US: Building a bridge from basic botany to applied agriculture
One of the planet's leading questions is how to produce enough food to feed the world in an increasingly variable climate. The Food and Agriculture Organization of the United Nations predicts that food production must rise 70% over the next 40 years to feed a growing global population, and plants are one major component of the necessary rise in food production. Plants—grains, cereals, fruits, vegetables, and more—feed humans directly and indirectly by supporting livestock. Current research must tap into our knowledge of how plants work to develop more efficient and higher yielding agricultural systems that produce more food using fewer resources and with reduced environmental impacts.

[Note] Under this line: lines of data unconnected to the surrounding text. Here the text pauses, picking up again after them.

use std::{
    hash::Hash,
    path::Path,
    sync::{
        atomic::{AtomicBool, AtomicUsize, Ordering},
        Arc,
    },
};

use log::{debug, warn};
use parking_lot::Mutex;

use crate::{
    cache_file_region::{Listener, Reader, Writer},
    clock::Clock,
    config::{CacheConfig, NodeRoleSet, ResolvedCacheConfig},
    error::{Error, Result},
    executor::Executors,
    metrics::{CacheMetrics, NoopMetrics},
    region_key::RegionKey,
    registry::Shared,
    shared_bytes::SharedBytes,
};

/// Shared, fixed-size, disk-backed block cache for one node.
///
/// One instance per node, constructed once at startup and held for the
/// node's lifetime — never a process-global singleton.
/// `K` is the caller's opaque blob identifier (a path, a blob id, ...).
pub struct SharedBlobCacheService<K> {
    resolved: ResolvedCacheConfig,
    shared: Arc<Shared<K>>,
    executors: Executors,
    closed: AtomicBool,
}

impl<K> SharedBlobCacheService<K>
where
    K: Clone + Eq + Hash + Send + Sync + 'static,
{
    /// Validates `config` against `roles`/`total_disk_bytes`, then creates
    /// and memory-maps the backing file at `path`. Fails fast on any
    /// invalid configuration before touching the filesystem.
    pub fn open(
        path: &Path,
        config: &CacheConfig,
        total_disk_bytes: u64,
        roles: NodeRoleSet,
        clock: Arc<dyn Clock>,
        executors: Executors,
        metrics: Arc<dyn CacheMetrics>,
    ) -> Result<Self> {
        let resolved = config.resolve(total_disk_bytes, roles)?;

        if resolved.is_disabled() {
            debug!("shared cache disabled (resolved size 0)");
        } else {
            let remainder = resolved.shared_cache_size % resolved.region_size;
            if remainder != 0 {
                warn!(
                    "shared_cache.size {} is not a multiple of region_size {}; {} bytes discarded",
                    resolved.shared_cache_size, resolved.region_size, remainder
                );
            }
        }

        let bytes = SharedBytes::create(path, resolved.num_regions, resolved.region_size)?;
        let shared = Shared::new(bytes, clock, metrics, resolved.min_time_delta_millis);

        Ok(Self {
            resolved,
            shared,
            executors,
            closed: AtomicBool::new(false),
        })
    }

    /// Convenience constructor for tests: no-op metrics, caller-provided
    /// clock/executors.
    pub fn open_for_test(
        path: &Path,
        config: &CacheConfig,
        total_disk_bytes: u64,
        roles: NodeRoleSet,
        clock: Arc<dyn Clock>,
        executors: Executors,
    ) -> Result<Self> {
        Self::open(path, config, total_disk_bytes, roles, clock, executors, Arc::new(NoopMetrics))
    }

    pub fn config(&self) -> &ResolvedCacheConfig {
        &self.resolved
    }

    pub fn is_disabled(&self) -> bool {
        self.resolved.is_disabled()
    }

    /// Stops accepting new operations; in-flight populations already
    /// scheduled on an executor still run to completion.
    pub fn close(&self) {
        self.closed.store(true, Ordering::Release);
    }

    fn ensure_open(&self) -> Result<()> {
        if self.closed.load(Ordering::Acquire) {
            Err(Error::AlreadyClosed)
        } else {
            Ok(())
        }
    }

    fn region_len_for(&self, blob_len: u64, region_idx: u64) -> Result<u64> {
        let region_size = self.resolved.region_size;
        let num_regions = blob_len.div_ceil(region_size).max(1);
        if region_idx >= num_regions {
            return Err(Error::InvalidRegionIndex {
                region_idx,
                blob_len,
                region_size,
            });
        }
        Ok(region_size.min(blob_len - region_idx * region_size))
    }

    fn validate_range(range: (u64, u64), region_len: u64) -> Result<()> {
        if range.0 > range.1 || range.1 > region_len {
            return Err(Error::RangeOutOfBounds {
                start: range.0,
                end: range.1,
                region_len,
            });
        }
        Ok(())
    }

    /// Reads `range_to_read` from one region of `file_key`, populating
    /// `range_to_write` (which must cover `range_to_read`) first if
    /// necessary, coalescing with any concurrent caller doing the same
    ///. Takes and releases a reference on the region across
    /// the whole operation so it can't be evicted out from under a
    /// populate in flight.
    pub fn get<T>(
        &self,
        file_key: K,
        blob_len: u64,
        region_idx: u64,
        range_to_write: (u64, u64),
        range_to_read: (u64, u64),
        writer: Writer,
        reader: Reader<T>,
        listener: Listener<T>,
    ) -> Result<()>
    where
        T: Send + 'static,
    {
        self.ensure_open()?;
        let region_len = self.region_len_for(blob_len, region_idx)?;
        Self::validate_range(range_to_write, region_len)?;
        Self::validate_range(range_to_read, region_len)?;

        let key = RegionKey::new(file_key, region_idx);
        let region = self.shared.get_or_create(key, region_len)?;

        if region.is_range_available(range_to_read) {
            self.shared.metrics.region_hit();
        } else {
            self.shared.metrics.region_miss();
        }

        let release = region.clone();
        let metrics = self.shared.metrics.clone();
        let wrapped: Listener<T> = Box::new(move |result| {
            if result.is_err() {
                metrics.populate_failed();
            }
            release.dec_ref();
            listener(result);
        });

        region.populate_and_read(range_to_write, range_to_read, writer, reader, self.executors.generic.as_ref(), wrapped);
        Ok(())
    }

    /// Unconditionally evicts one region by key, even with outstanding
    /// references. Returns whether a region was
    /// present to evict. Never fails.
    pub fn force_evict(&self, file_key: K, region_idx: u64) -> bool {
        self.shared.force_evict(&RegionKey::new(file_key, region_idx))
    }

    /// Unconditionally evicts every resident region whose blob key
    /// matches `predicate`. Returns the count
    /// evicted. Never fails.
    pub fn remove_from_cache(&self, predicate: impl FnMut(&K) -> bool) -> usize {
        self.shared.force_evict_matching(predicate)
    }

    /// Best-effort whole-entry prefetch: proceeds only if there is enough
    /// free-or-evictable capacity for every region of `blob_len` that
    /// isn't already resident. Never blocks on the populate it schedules.
    /// Residency alone doesn't mean a region is fully populated (a prior
    /// fill may have failed or only covered part of it), so every region
    /// is handed to `populate`, which decides per-region whether there is
    /// any gap left to fill; `listener` fires once, after every region's
    /// populate settles, with the first failure if any.
    pub fn maybe_fetch_full_entry(&self, file_key: K, blob_len: u64, writer: Writer, listener: Listener<()>) -> bool {
        if self.ensure_open().is_err() || self.is_disabled() {
            return false;
        }
        let region_size = self.resolved.region_size;
        let num_regions = blob_len.div_ceil(region_size).max(1);

        let new_allocations = (0..num_regions)
            .filter(|&idx| !self.shared.is_resident(&RegionKey::new(file_key.clone(), idx)))
            .count();
        if self.shared.available_capacity() < new_allocations {
            self.shared.metrics.no_capacity();
            return false;
        }

        let mut regions = Vec::with_capacity(num_regions as usize);
        for region_idx in 0..num_regions {
            let region_len = region_size.min(blob_len - region_idx * region_size);
            let key = RegionKey::new(file_key.clone(), region_idx);
            match self.shared.get_or_create(key, region_len) {
                Ok(region) => regions.push((region, region_len)),
                Err(_) => {
                    for (region, _) in regions {
                        region.dec_ref();
                    }
                    self.shared.metrics.no_capacity();
                    return false;
                }
            }
        }

        let remaining = Arc::new(AtomicUsize::new(regions.len()));
        let listener = Arc::new(Mutex::new(Some(listener)));
        for (region, region_len) in regions {
            let release = region.clone();
            let metrics = self.shared.metrics.clone();
            let remaining = remaining.clone();
            let listener = listener.clone();
            region.populate((0, region_len), writer.clone(), self.executors.bulk.as_ref(), move |result| {
                release.dec_ref();
                match result {
                    Ok(_) => {
                        if remaining.fetch_sub(1, Ordering::AcqRel) == 1
                            && let Some(listener) = listener.lock().take()
                        {
                            listener(Ok(()));
                        }
                    }
                    Err(e) => {
                        metrics.populate_failed();
                        if let Some(listener) = listener.lock().take() {
                            listener(Err(e));
                        }
                    }
                }
            });
        }
        true
    }

    /// Best-effort single-region prefetch. Always hands the region to
    /// `populate`, whether or not it was already resident, since
    /// residency doesn't guarantee full population; the return value and
    /// `listener` report `populate`'s own did-work answer, not mere
    /// presence in the cache.
    pub fn maybe_fetch_region(&self, file_key: K, blob_len: u64, region_idx: u64, writer: Writer, listener: Listener<()>) -> bool {
        if self.ensure_open().is_err() || self.is_disabled() {
            return false;
        }
        let region_len = match self.region_len_for(blob_len, region_idx) {
            Ok(len) => len,
            Err(_) => return false,
        };
        let key = RegionKey::new(file_key, region_idx);
        match self.shared.get_or_create(key, region_len) {
            Ok(region) => {
                let release = region.clone();
                let metrics = self.shared.metrics.clone();
                region.populate((0, region_len), writer, self.executors.bulk.as_ref(), move |result| {
                    if result.is_err() {
                        metrics.populate_failed();
                    }
                    release.dec_ref();
                    listener(result.map(|_| ()));
                })
            }
            Err(_) => {
                self.shared.metrics.no_capacity();
                false
            }
        }
    }

    /// Evicts the single least-used unreferenced region, if any.
    /// Respects the decay gate implicitly: `freq` only ever drops via
    /// [`Self::compute_decay`], so a just-decayed region is the one this
    /// picks first.
    pub fn maybe_evict_least_used(&self) -> bool {
        self.shared.evict_one()
    }

    /// Runs one decay tick over every resident region's frequency counter
    ///. Callers schedule this periodically; the cache itself has
    /// no timer.
    pub fn compute_decay(&self) {
        self.shared.decay_all();
    }

    pub fn free_region_count(&self) -> usize {
        self.shared.free_region_count()
    }

    /// Total resident (non-evicted) regions, for sanity-checking
    /// invariants in tests.
    pub fn region_count(&self) -> usize {
        self.shared.region_count()
    }

    pub fn metrics(&self) -> &dyn CacheMetrics {
        self.shared.metrics.as_ref()
    }
}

The solutions to feeding the world are certainly multi-faceted, requiring knowledge from a diversity of fields and practices to successfully raise food production and maintain ecosystem security. Thus, three prominent scientists are highlighting the importance of basic plant science and its relevance for pressing global issues like applied agriculture. A special issue of the American Journal of Botany—co-edited by Allison Miller, Associate Professor of Biology at Saint Louis University; Elizabeth Kellogg, Member and Principal Investigator at the Danforth Plant Science Center and former president of the Botanical Society of America; and Briana Gross, Assistant Professor of Biology at the University of Minnesota Duluth—emphasizes how a broad range of basic plant science is relevant to global food demands.